[Stored data entries]
======

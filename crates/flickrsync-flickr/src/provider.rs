//! FlickrGateway - IRemoteGateway implementation for the Flickr API
//!
//! Wraps the [`FlickrClient`] to fulfil the [`IRemoteGateway`] port contract.
//!
//! ## Design Notes
//!
//! - Uploads are retried exactly once, after a fixed back-off, when the
//!   failure is transient (Flickr's upload endpoint intermittently answers
//!   HTTP 500). Nothing else is retried.
//! - Flickr error 3 from `flickr.photosets.addPhoto` ("Photo already in set")
//!   is reported as [`AlbumMembership::AlreadyMember`], not as an error.

use std::time::Duration;

use anyhow::{Context, Result};
use serde::Deserialize;
use tracing::{debug, info, instrument, warn};

use flickrsync_core::config::FlickrConfig;
use flickrsync_core::domain::{AlbumId, AlbumMembership, PhotoId, PhotoPath};
use flickrsync_core::ports::IRemoteGateway;

use crate::client::FlickrClient;
use crate::oauth::{ConsumerCredentials, OAuthToken};
use crate::rate_limit::RequestPacer;
use crate::{FlickrError, PHOTO_ALREADY_IN_SET};

/// Default back-off before retrying a failed upload
const DEFAULT_UPLOAD_RETRY_DELAY: Duration = Duration::from_secs(20);

// ============================================================================
// Flickr API response types
// ============================================================================

/// Reply of `flickr.photosets.create`
#[derive(Debug, Deserialize)]
struct CreatePhotosetResponse {
    photoset: PhotosetRef,
}

#[derive(Debug, Deserialize)]
struct PhotosetRef {
    id: String,
}

// ============================================================================
// FlickrGateway
// ============================================================================

/// Flickr implementation of the remote gateway port
pub struct FlickrGateway {
    client: FlickrClient,
    upload_tags: Vec<String>,
    upload_retry_delay: Duration,
}

impl FlickrGateway {
    /// Creates a gateway around an already configured client
    pub fn new(client: FlickrClient) -> Self {
        Self {
            client,
            upload_tags: Vec::new(),
            upload_retry_delay: DEFAULT_UPLOAD_RETRY_DELAY,
        }
    }

    /// Builds a gateway from the `flickr` config section and an access token
    pub fn from_config(config: &FlickrConfig, token: OAuthToken) -> Self {
        let consumer = ConsumerCredentials::new(&config.api_key, &config.api_secret);
        let client = FlickrClient::new(consumer, token)
            .with_pacer(RequestPacer::from_millis(config.request_delay_ms));

        Self::new(client)
            .with_upload_tags(config.upload_tags.clone())
            .with_upload_retry_delay(Duration::from_secs(config.upload_retry_delay_secs))
    }

    /// Sets the tags attached to every upload
    pub fn with_upload_tags(mut self, tags: Vec<String>) -> Self {
        self.upload_tags = tags;
        self
    }

    /// Sets the back-off before the single upload retry
    pub fn with_upload_retry_delay(mut self, delay: Duration) -> Self {
        self.upload_retry_delay = delay;
        self
    }

    /// Returns a reference to the underlying client
    pub fn client(&self) -> &FlickrClient {
        &self.client
    }
}

#[async_trait::async_trait]
impl IRemoteGateway for FlickrGateway {
    #[instrument(skip(self), fields(path = %path))]
    async fn upload_photo(&self, path: &PhotoPath) -> Result<PhotoId> {
        let raw_id = match self.client.upload(path.as_path(), &self.upload_tags).await {
            Ok(id) => id,
            Err(e) if e.is_transient() => {
                warn!(
                    error = %e,
                    retry_in_secs = self.upload_retry_delay.as_secs(),
                    "Upload failed with a transient error, retrying once"
                );
                tokio::time::sleep(self.upload_retry_delay).await;
                self.client
                    .upload(path.as_path(), &self.upload_tags)
                    .await
                    .with_context(|| format!("Failed to upload {path} (after one retry)"))?
            }
            Err(e) => return Err(e).with_context(|| format!("Failed to upload {path}")),
        };

        let photo_id = PhotoId::new(raw_id)
            .with_context(|| format!("Flickr returned an invalid photo id for {path}"))?;
        info!(photo_id = %photo_id, "Photo uploaded");
        Ok(photo_id)
    }

    #[instrument(skip(self), fields(photo_id = %photo_id))]
    async fn delete_photo(&self, photo_id: &PhotoId) -> Result<()> {
        self.client
            .call("flickr.photos.delete", &[("photo_id", photo_id.as_str())])
            .await
            .with_context(|| format!("Failed to delete photo {photo_id}"))?;

        debug!("Photo deleted");
        Ok(())
    }

    #[instrument(skip(self), fields(album = %name, primary_photo = %primary_photo))]
    async fn create_album(&self, name: &str, primary_photo: &PhotoId) -> Result<AlbumId> {
        let reply = self
            .client
            .call(
                "flickr.photosets.create",
                &[("title", name), ("primary_photo_id", primary_photo.as_str())],
            )
            .await
            .with_context(|| format!("Failed to create album '{name}'"))?;

        let created: CreatePhotosetResponse = serde_json::from_value(reply)
            .with_context(|| format!("Unexpected reply creating album '{name}'"))?;
        let album_id = AlbumId::new(created.photoset.id)
            .with_context(|| format!("Flickr returned an invalid album id for '{name}'"))?;

        info!(album_id = %album_id, "Album created");
        Ok(album_id)
    }

    #[instrument(skip(self), fields(photo_id = %photo_id, album_id = %album_id))]
    async fn add_to_album(&self, photo_id: &PhotoId, album_id: &AlbumId) -> Result<AlbumMembership> {
        let result = self
            .client
            .call(
                "flickr.photosets.addPhoto",
                &[
                    ("photoset_id", album_id.as_str()),
                    ("photo_id", photo_id.as_str()),
                ],
            )
            .await;

        match result {
            Ok(_) => {
                debug!("Photo added to album");
                Ok(AlbumMembership::Added)
            }
            Err(FlickrError::Api { code, message }) if code == PHOTO_ALREADY_IN_SET => {
                debug!(%message, "Photo already in album");
                Ok(AlbumMembership::AlreadyMember)
            }
            Err(e) => Err(e)
                .with_context(|| format!("Failed to add photo {photo_id} to album {album_id}")),
        }
    }
}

======

**WORK ORDER:** Please copy exactly, and only, the lines from the line containing "album_id: &AlbumId) ->" through the last line of the records, with both ends included.

**COMPLETED EXERCISE:**
    async fn add_to_album(&self, photo_id: &PhotoId, album_id: &AlbumId) -> Result<AlbumMembership> {
        let result = self
            .client
            .call(
                "flickr.photosets.addPhoto",
                &[
                    ("photoset_id", album_id.as_str()),
                    ("photo_id", photo_id.as_str()),
                ],
            )
            .await;

        match result {
            Ok(_) => {
                debug!("Photo added to album");
                Ok(AlbumMembership::Added)
            }
            Err(FlickrError::Api { code, message }) if code == PHOTO_ALREADY_IN_SET => {
                debug!(%message, "Photo already in album");
                Ok(AlbumMembership::AlreadyMember)
            }
            Err(e) => Err(e)
                .with_context(|| format!("Failed to add photo {photo_id} to album {album_id}")),
        }
    }
}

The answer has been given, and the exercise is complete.